La Regione discute la nuova legge urbanistica, ma da tempo il consumo di suolo nei Comuni è stato indirettamente incentivato dallo Stato. Il taglio ai trasferimenti e la possibilità di utilizzare buona parte degli oneri di urbanizzazione per la spesa corrente hanno indotto le Amministrazioni ad autorizzare nuovi insediamenti per avere soldi per mantenere i servizi.

Legge Urbanistica: cosa bolle in pentola

L’Assemblea Legislativa sta esaminando la discussa nuova legge urbanistica regionale , che tra gli obiettivi dichiarati, ma contestati nella loro efficacia da un gruppo di urbanisti e ambientalisti, ha il contrasto al consumo di suolo in Emilia Romagna.
La nuova legge, però, interverrà dopo che negli ultimi anni è stato in vigore uno strumento distorto che ha favorito e incentivato il consumo di suolo, specialmente in piccoli Comuni che hanno dovuto fronteggiare la spending review e il taglio dei trasferimenti da parte dello Stato: la possibilità di utilizzare gli oneri di urbanizzazione per la spesa corrente.

Per ogni urbanizzazione autorizzata dalle Amministrazioni locali, infatti, i costruttori devono corrispondere una quota monetaria, i cosiddetti “oneri di urbanizzazione”, ai Comuni, che dovrebbero utilizzare queste risorse per investimenti o per spese per l’acquisizione di partecipazioni, azioni, per conferimenti e per concessioni di crediti: la cossiddetta spesa “in conto capitale”.
Per molti anni, però, lo Stato ha autorizzato i Comuni ad utilizzare il 50% degli oneri di urbanizzazione per la spesa corrente, cioè per mantenere i servizi sociali e pagare i propri dipendenti e le spese quotidiane.

Il meccanismo di finanza pubblica si è trasformato in un fenomeno perverso nel momento in cui gli Enti Locali hanno dovuto fronteggiare sempre più cospicui tagli ai trasferimenti dello Stato, un problema cominciato ben prima della crisi economica e della cosiddetta “spending review”.
A corto di risorse per pagare i servizi già in essere e con la volontà di mantenerli, le giunte comunali sono spesso ricorse a questa possibilità, autorizzando urbanizzazioni al fine di ricavarne gli oneri.
“Negli ultimi anni i contributi statali si sono ridotti in tutti i settori – spiega ai nostri microfoni Giorgia Zoboli, assessora al Bilancio del Comune di San Giorgio di Piano – Ma si è anche registrata un’inversione di flusso dei contributi.

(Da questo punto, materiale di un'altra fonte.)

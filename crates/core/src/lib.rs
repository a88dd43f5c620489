#![allow(clippy::cargo_common_metadata)]
#![allow(clippy::multiple_crate_versions)]

pub mod authors;
pub mod language;
pub mod parser;
pub mod stats;

pub use authors::AuthorExtractor;
pub use parser::count_bytes;
pub use stats::{AuthorStatistics, AuthorSummary, FileStatistics, OrderedTable, SourceAnalysis};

Se prima era lo Stato a trasferire risorse ai Comuni, ora i Comuni trasferiscono allo Stato una quota dell’Imu sui fabbricati produttivi”.

Spesso, però, questo meccanismo ha generato un corto circuito, dal momento che nuovi insediamenti abitativi portano con sè nuovi cittadini e, di conseguenza, nuovi bisogni di servizi.
Il problema, però, secondo Zoboli è anche un altro: “Gli strumenti urbanistici in vigore sono stati approvati pre-crisi economica, quando si pensava ad una maggiore espansione urbanistica. La loro durata è troppo lunga ed hanno consentito troppo rispetto a quello che aveva senso realizzare”.

Da due anni qualcosa è cambiato. Le leggi dello Stato hanno posto maggiori vincoli all’utilizzo degli oneri per la spesa corrente, in particolare aumentandone la percentuale di utilizzo, ma vincolandola alla manutenzione delle strade e del verde pubblico.
La legge urbanistica regionale, se venisse approvata senza correzioni del testo originario, darebbe tre anni di tempo ai Comuni per esaurire le urbanizzazioni previste e, successivamente, ridurrebbe drasticamente le capacità edificatoria.
È questo uno degli aspetti che ha generato frizioni nella maggioranza tra Pd e SI, ma anche le proteste degli ambientalisti, che ritengono tre anni di moratoria un periodo troppo lungo per riuscire a fermare davvero il consumo di suolo.